Wednesday, January 26, 2011

Civility Not Censorship

Chavez's intent with the first six words of her column was to argue that the words we use need to have a certain civility behind them when we are in a public setting. She was telling us that for the rest of her column she would be addressing the civility of certain words and when it is right to us them and when it is not.
Chavez's decides to use the word "bellicose" because politicians have been using bellicose metaphors for hundreds of years. The word bellicose literally means aggressively hostile, and people read into the meaning and take what the politicians are saying to the heart and not as them just expressing the tensions of the political world verbally.
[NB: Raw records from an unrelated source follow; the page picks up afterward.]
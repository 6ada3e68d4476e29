// snaprun - Rail-snapping run-length compression
// Copyright (c) 2025 David Martin Venti
//
// Dual-licensed under AGPL-3.0 and Commercial License.
// See LICENSE file for details.

//! Compression pipeline
//!
//! Wires source, ramp buffer, run-length encoder and record writer into a
//! single-threaded loop with cooperative shutdown.

use crate::config::CompressorConfig;
use crate::encoder::RunLengthEncoder;
use crate::error::Result;
use crate::format::{DebugWriter, RecordWriter, RunRecord};
use crate::metrics::CompressionStats;
use crate::ramp::{RampBuffer, RampOutput, RampState};
use crate::source::{Sample, SampleSource, SourceRead};
use log::{debug, info, trace};
use std::io::{self, Write};
use std::sync::atomic::{AtomicBool, Ordering};
use std::sync::Arc;
use std::thread;

/// Cooperative cancellation flag, polled once per loop iteration
#[derive(Debug, Clone, Default)]
pub struct ShutdownFlag(Arc<AtomicBool>);

impl ShutdownFlag {
    /// Create a cleared flag
    pub fn new() -> Self {
        Self::default()
    }

    /// Ask the pipeline to drain and stop
    pub fn request(&self) {
        self.0.store(true, Ordering::SeqCst);
    }

    /// Check whether shutdown was requested
    pub fn is_requested(&self) -> bool {
        self.0.load(Ordering::SeqCst)
    }
}

/// What a single loop iteration did
#[derive(Debug, Clone, Copy, PartialEq, Eq)]
pub enum StepOutcome {
    /// Replayed one buffered sample
    Drained,
    /// Read and processed a fresh sample
    Processed,
    /// Source had nothing; backed off
    Idle,
    /// Source has no more samples
    Exhausted,
}

/// Everything a finished compressor hands back
#[derive(Debug)]
pub struct CompressionReport<W, D> {
    /// Final statistics
    pub stats: CompressionStats,
    /// Primary output, flushed
    pub output: W,
    /// Debug output, if one was attached
    pub debug: Option<D>,
}

/// Streaming compressor
#[derive(Debug)]
pub struct Compressor<W, D = io::Sink> {
    config: CompressorConfig,
    ramp: RampBuffer,
    encoder: RunLengthEncoder,
    writer: RecordWriter<W>,
    debug: Option<DebugWriter<D>>,
    stats: CompressionStats,
}

impl<W: Write> Compressor<W> {
    /// Create a compressor writing to `output`
    ///
    /// Fails if the configuration is invalid; nothing is written in that case.
    pub fn new(config: CompressorConfig, output: W) -> Result<Self> {
        config.validate()?;
        Ok(Self {
            ramp: RampBuffer::new(config.bounds),
            encoder: RunLengthEncoder::new(config.max_repeats),
            writer: RecordWriter::new(output, config.record_style),
            debug: None,
            stats: CompressionStats::new(),
            config,
        })
    }
}

impl<W: Write, D: Write> Compressor<W, D> {
    /// Attach a debug stream receiving every raw sample
    pub fn with_debug_output<D2: Write>(self, debug: D2) -> Compressor<W, D2> {
        Compressor {
            config: self.config,
            ramp: self.ramp,
            encoder: self.encoder,
            writer: self.writer,
            debug: Some(DebugWriter::new(debug)),
            stats: self.stats,
        }
    }

    /// Push one sample through the pipeline
    ///
    /// Any replay still pending is finished first so output order matches
    /// arrival order.
    pub fn process(&mut self, sample: Sample) -> Result<()> {
        self.stats.samples_read += 1;
        if let Some(debug) = self.debug.as_mut() {
            debug.record(&sample);
        }

        while let Some(output) = self.ramp.next_drained() {
            self.encode(output)?;
        }
        if let Some(output) = self.ramp.push(sample) {
            self.encode(output)?;
        }
        Ok(())
    }

    /// Run one loop iteration against `source`
    pub fn step<S: SampleSource + ?Sized>(&mut self, source: &mut S) -> Result<StepOutcome> {
        if let Some(output) = self.ramp.next_drained() {
            self.encode(output)?;
            return Ok(StepOutcome::Drained);
        }

        match source.read()? {
            SourceRead::Sample(sample) => {
                self.process(sample)?;
                Ok(StepOutcome::Processed)
            }
            SourceRead::NoData => {
                self.stats.no_data_polls += 1;
                thread::sleep(self.config.idle_backoff);
                Ok(StepOutcome::Idle)
            }
            SourceRead::Exhausted => Ok(StepOutcome::Exhausted),
        }
    }

    /// Loop until shutdown is requested or the source runs out, then finish
    pub fn run<S: SampleSource + ?Sized>(
        mut self,
        source: &mut S,
        shutdown: &ShutdownFlag,
    ) -> Result<CompressionReport<W, D>> {
        loop {
            if shutdown.is_requested() {
                info!("shutdown requested, draining");
                break;
            }
            if self.step(source)? == StepOutcome::Exhausted {
                info!("source exhausted, draining");
                break;
            }
        }
        self.finish()
    }

    /// Drain the ramp buffer, flush the live run and release the outputs
    pub fn finish(mut self) -> Result<CompressionReport<W, D>> {
        for output in self.ramp.drain_remaining() {
            self.encode(output)?;
        }
        if let Some(record) = self.encoder.finish() {
            self.write(record)?;
        }
        self.writer.flush()?;

        self.stats.cap_splits = self.encoder.cap_splits();
        self.stats.zone_entries = self.ramp.zone_entries();
        if let Some(debug) = self.debug.as_mut() {
            debug.flush();
            self.stats.debug_write_failures = debug.failures();
        }

        info!(
            "compressed {} samples into {} records ({:.2} samples/record)",
            self.stats.samples_encoded,
            self.stats.records_written,
            self.stats.compression_ratio()
        );
        debug!("{}", self.stats.report());

        Ok(CompressionReport {
            stats: self.stats,
            output: self.writer.into_inner(),
            debug: self.debug.map(DebugWriter::into_inner),
        })
    }

    fn encode(&mut self, output: RampOutput) -> Result<()> {
        self.stats.record_encoded(output.zone, output.snapped);
        if let Some(record) = self
            .encoder
            .push(output.sample.value, output.sample.timestamp)
        {
            self.write(record)?;
        }
        Ok(())
    }

    fn write(&mut self, record: RunRecord) -> Result<()> {
        trace!("record {}", record);
        self.writer.write_record(&record)?;
        self.stats.records_written += 1;
        Ok(())
    }

    /// Get the configuration
    pub fn config(&self) -> &CompressorConfig {
        &self.config
    }

    /// Statistics so far
    pub fn stats(&self) -> &CompressionStats {
        &self.stats
    }

    /// State of the ramp buffer
    pub fn ramp_state(&self) -> RampState {
        self.ramp.state()
    }

    /// Run not yet written
    pub fn pending_run(&self) -> Option<RunRecord> {
        self.encoder.pending()
    }
}

#[cfg(test)]
mod tests {
    use super::*;
    use crate::config::Bounds;
    use crate::error::{ConfigError, SnaprunError};
    use crate::source::MemorySource;
    use chrono::NaiveTime;

    fn start() -> NaiveTime {
        NaiveTime::from_hms_opt(6, 0, 0).unwrap()
    }

    fn source(values: &[i64]) -> MemorySource {
        MemorySource::from_values(
            values.iter().copied(),
            start(),
            chrono::Duration::milliseconds(1),
        )
    }

    #[test]
    fn test_invalid_config_rejected() {
        let config = CompressorConfig::with_bounds(Bounds::new(0, 30, 20));
        let err = Compressor::new(config, Vec::new()).unwrap_err();
        assert!(matches!(
            err,
            SnaprunError::Config(ConfigError::OverlappingZones { .. })
        ));
    }

    #[test]
    fn test_step_outcomes() {
        let mut compressor = Compressor::new(
            CompressorConfig::default().idle_backoff(std::time::Duration::ZERO),
            Vec::new(),
        )
        .unwrap();
        let mut src = MemorySource::new();
        src.push_sample(Sample::new(3, start()));
        src.push_no_data();
        src.push_sample(Sample::new(500, start()));

        assert_eq!(compressor.step(&mut src).unwrap(), StepOutcome::Processed);
        assert_eq!(compressor.ramp_state(), RampState::Buffering);
        assert_eq!(compressor.step(&mut src).unwrap(), StepOutcome::Idle);
        assert_eq!(compressor.step(&mut src).unwrap(), StepOutcome::Processed);
        assert_eq!(compressor.ramp_state(), RampState::Draining);
        assert_eq!(compressor.step(&mut src).unwrap(), StepOutcome::Drained);
        assert_eq!(compressor.step(&mut src).unwrap(), StepOutcome::Drained);
        assert_eq!(compressor.step(&mut src).unwrap(), StepOutcome::Exhausted);
        assert_eq!(compressor.stats().no_data_polls, 1);
    }

    #[test]
    fn test_run_until_exhausted() {
        let compressor = Compressor::new(CompressorConfig::default(), Vec::new()).unwrap();
        let report = compressor
            .run(&mut source(&[500, 500, 500]), &ShutdownFlag::new())
            .unwrap();
        assert_eq!(
            String::from_utf8(report.output).unwrap(),
            "-R-\n3 500 06:00:00.000000\n"
        );
        assert_eq!(report.stats.records_written, 1);
        assert!(report.debug.is_none());
    }

    #[test]
    fn test_shutdown_flag_stops_before_reading() {
        let flag = ShutdownFlag::new();
        let observer = flag.clone();
        flag.request();
        assert!(observer.is_requested());

        let mut src = source(&[1, 2, 3]);
        let compressor = Compressor::new(CompressorConfig::default(), Vec::new()).unwrap();
        let report = compressor.run(&mut src, &flag).unwrap();
        assert!(report.output.is_empty());
        assert_eq!(src.len(), 3);
    }

    #[test]
    fn test_debug_stream_gets_raw_values() {
        let compressor = Compressor::new(CompressorConfig::default(), Vec::new())
            .unwrap()
            .with_debug_output(Vec::new());
        let report = compressor
            .run(&mut source(&[7, 3, 900]), &ShutdownFlag::new())
            .unwrap();

        let debug = String::from_utf8(report.debug.unwrap()).unwrap();
        assert_eq!(
            debug,
            "7 06:00:00.000000\n3 06:00:00.001000\n900 06:00:00.002000\n"
        );
    }

    struct UnpluggedSink;

    impl Write for UnpluggedSink {
        fn write(&mut self, _buf: &[u8]) -> io::Result<usize> {
            Err(io::Error::new(io::ErrorKind::BrokenPipe, "unplugged"))
        }

        fn flush(&mut self) -> io::Result<()> {
            Err(io::Error::new(io::ErrorKind::BrokenPipe, "unplugged"))
        }
    }

    #[test]
    fn test_failing_debug_sink_keeps_primary_log() {
        let compressor = Compressor::new(CompressorConfig::default(), Vec::new())
            .unwrap()
            .with_debug_output(UnpluggedSink);
        let report = compressor
            .run(&mut source(&[500, 500, 700, 10]), &ShutdownFlag::new())
            .unwrap();

        let expected = concat!(
            "-R-\n2 500 06:00:00.000000\n",
            "-R-\n1 700 06:00:00.002000\n",
            "-R-\n1 0 06:00:00.003000\n",
        );
        assert_eq!(String::from_utf8(report.output).unwrap(), expected);
        assert_eq!(report.stats.samples_encoded, 4);
        assert_eq!(report.stats.debug_write_failures, 4);
    }

    #[test]
    fn test_process_drains_before_pushing() {
        let config = CompressorConfig::with_bounds(Bounds::default().with_ramp_fraction(0.0));
        let mut compressor = Compressor::new(config, Vec::new()).unwrap();
        let t = start();
        compressor.process(Sample::new(5, t)).unwrap();
        compressor.process(Sample::new(600, t)).unwrap();
        compressor.process(Sample::new(600, t)).unwrap();

        let report = compressor.finish().unwrap();
        assert_eq!(
            String::from_utf8(report.output).unwrap(),
            "-R-\n1 0 06:00:00.000000\n-R-\n2 600 06:00:00.000000\n"
        );
        assert_eq!(report.stats.samples_snapped, 1);
        assert_eq!(report.stats.zone_entries, 1);
    }
}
Chavez is trying to convince the reader that yes some word are derogatory and should not be used in some cases, but sometimes they need to be used to get the point across in a stronger more impacting way. If people use the word in the right way in public the word will not be taken the wrong way. The best point would be when she talks about "Huckleberry Finn" and how they should not change the words because it changes the impact of the story on the students that read it.
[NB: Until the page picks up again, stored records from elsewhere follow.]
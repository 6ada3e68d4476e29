// snaprun - Rail-snapping run-length compression
// Copyright (c) 2025 David Martin Venti
//
// Dual-licensed under AGPL-3.0 and Commercial License.
// See LICENSE file for details.

//! Ramp-preserving hysteresis buffer
//!
//! While the signal sits in a rail zone its samples are held back. Once it
//! leaves, the run is replayed in arrival order: the flat middle snaps to the
//! rail, while the leading edge (until the debounce count is reached) and the
//! trailing ramp window keep their values as read.

use crate::classifier::{Classifier, Zone};
use crate::config::Bounds;
use crate::source::Sample;
use log::{debug, trace};
use std::collections::VecDeque;

/// Buffer state
#[derive(Debug, Clone, Copy, PartialEq, Eq, Default)]
pub enum RampState {
    /// Samples pass straight through
    #[default]
    Outside,
    /// Holding an in-zone run
    Buffering,
    /// Replaying a completed run
    Draining,
}

/// A sample released by the buffer
#[derive(Debug, Clone, Copy, PartialEq, Eq)]
pub struct RampOutput {
    /// Sample, with its value replaced by the rail if snapped
    pub sample: Sample,
    /// Zone of the value as read
    pub zone: Zone,
    /// Whether the value was replaced
    pub snapped: bool,
}

impl RampOutput {
    fn passthrough(sample: Sample, zone: Zone) -> Self {
        Self {
            sample,
            zone,
            snapped: false,
        }
    }
}

/// Hysteresis buffer with ramp preservation
#[derive(Debug, Clone)]
pub struct RampBuffer {
    classifier: Classifier,
    ramp_fraction: f64,
    state: RampState,
    buffer: VecDeque<Sample>,
    /// Consecutive in-zone samples seen while replaying
    in_bound_iterations: usize,
    ramp_size: usize,
    /// First replay position of the trailing ramp
    ramp_start: usize,
    position: usize,
    zone_entries: u64,
}

impl RampBuffer {
    /// Create a buffer for the given bounds
    pub fn new(bounds: Bounds) -> Self {
        Self {
            classifier: Classifier::new(bounds),
            ramp_fraction: bounds.ramp_fraction,
            state: RampState::Outside,
            buffer: VecDeque::new(),
            in_bound_iterations: 0,
            ramp_size: 0,
            ramp_start: 0,
            position: 0,
            zone_entries: 0,
        }
    }

    /// Feed a fresh sample
    ///
    /// Returns the sample when it passes straight through, `None` when it was
    /// buffered. Callers must empty the buffer with [`next_drained`] while
    /// [`is_draining`] holds; a sample pushed during a drain is queued behind
    /// the run and never snapped.
    ///
    /// [`next_drained`]: RampBuffer::next_drained
    /// [`is_draining`]: RampBuffer::is_draining
    pub fn push(&mut self, sample: Sample) -> Option<RampOutput> {
        let zone = self.classifier.classify(&sample);
        trace!("sample {} at {} is {}", sample.value, sample.timestamp, zone);

        let state = self.state;
        match state {
            RampState::Outside if zone.is_rail() => {
                debug!("entering {} zone at {}", zone, sample.timestamp);
                self.zone_entries += 1;
                self.state = RampState::Buffering;
                self.buffer.push_back(sample);
                None
            }
            RampState::Outside => {
                self.in_bound_iterations = 0;
                Some(RampOutput::passthrough(sample, zone))
            }
            RampState::Buffering if zone.is_rail() => {
                self.buffer.push_back(sample);
                None
            }
            RampState::Buffering => {
                self.close_run();
                self.buffer.push_back(sample);
                None
            }
            RampState::Draining => {
                debug!("sample at {} queued behind an unfinished drain", sample.timestamp);
                self.buffer.push_back(sample);
                None
            }
        }
    }

    /// Replay the next buffered sample, oldest first
    pub fn next_drained(&mut self) -> Option<RampOutput> {
        if self.state != RampState::Draining {
            return None;
        }
        let sample = self.buffer.pop_front()?;
        let position = self.position;
        self.position += 1;
        let output = self.replay(sample, position);

        if self.buffer.is_empty() {
            debug!("drain complete after {} samples", self.position);
            self.state = RampState::Outside;
        }
        Some(output)
    }

    /// Release everything still held, for shutdown
    ///
    /// A run being replayed finishes normally. A run still being buffered is
    /// summarized by its most recent sample: if that sample is in a zone,
    /// the whole run is emitted at its rail, otherwise as read.
    pub fn drain_remaining(&mut self) -> Vec<RampOutput> {
        let state = self.state;
        match state {
            RampState::Outside => Vec::new(),
            RampState::Draining => std::iter::from_fn(|| self.next_drained()).collect(),
            RampState::Buffering => {
                let last_zone = self
                    .buffer
                    .back()
                    .map(|s| self.classifier.classify(s))
                    .unwrap_or(Zone::Outside);
                let rail = self.classifier.rail(last_zone);
                debug!(
                    "shutdown with {} buffered samples, last zone {}",
                    self.buffer.len(),
                    last_zone
                );

                let classifier = &self.classifier;
                let outputs = self
                    .buffer
                    .drain(..)
                    .map(|sample| {
                        let zone = classifier.classify(&sample);
                        match rail {
                            Some(rail) => RampOutput {
                                sample: sample.with_value(rail),
                                zone,
                                snapped: sample.value != rail,
                            },
                            None => RampOutput::passthrough(sample, zone),
                        }
                    })
                    .collect();
                self.state = RampState::Outside;
                outputs
            }
        }
    }

    /// Fix the ramp window of the buffered run and start replaying it
    fn close_run(&mut self) {
        let len = self.buffer.len();
        self.ramp_size = (len as f64 * self.ramp_fraction).floor() as usize;
        self.ramp_start = len.saturating_sub(self.ramp_size);
        self.position = 0;
        self.in_bound_iterations = 0;
        self.state = RampState::Draining;
        debug!(
            "leaving zone after {} samples: ramp size {}, ramp start {}",
            len, self.ramp_size, self.ramp_start
        );
    }

    fn replay(&mut self, sample: Sample, position: usize) -> RampOutput {
        let zone = self.classifier.classify(&sample);
        let Some(rail) = self.classifier.rail(zone) else {
            self.in_bound_iterations = 0;
            return RampOutput::passthrough(sample, zone);
        };

        self.in_bound_iterations += 1;
        if self.in_bound_iterations >= self.ramp_size && position < self.ramp_start {
            RampOutput {
                sample: sample.with_value(rail),
                zone,
                snapped: sample.value != rail,
            }
        } else {
            RampOutput::passthrough(sample, zone)
        }
    }

    /// Current state
    pub fn state(&self) -> RampState {
        self.state
    }

    /// Check if buffered samples are waiting to be replayed
    pub fn is_draining(&self) -> bool {
        self.state == RampState::Draining
    }

    /// Number of samples held
    pub fn buffered_len(&self) -> usize {
        self.buffer.len()
    }

    /// Ramp size and ramp start of the last closed run
    pub fn ramp_window(&self) -> (usize, usize) {
        (self.ramp_size, self.ramp_start)
    }

    /// Consecutive in-zone samples replayed so far
    pub fn in_bound_iterations(&self) -> usize {
        self.in_bound_iterations
    }

    /// Number of times the signal entered a zone
    pub fn zone_entries(&self) -> u64 {
        self.zone_entries
    }

    /// Get the classifier
    pub fn classifier(&self) -> &Classifier {
        &self.classifier
    }
}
I agree with Chavez that we should not keep certain words out of our language just because some people read into them and take them the wrong way as long as we say them with civility and have the right meaning behind the words we should be allowed to use them. Also if the word has more of a impact on the story or the point someone is trying to make they should be able to us it. Basically if the word has a impact it should be allowed to be used because in the future its just going to lead to ignorance and less knowledge about subjects when they deny us from using our creativity in getting a point across. People not being able to use certain words is just going to hurt everyone in the end not help.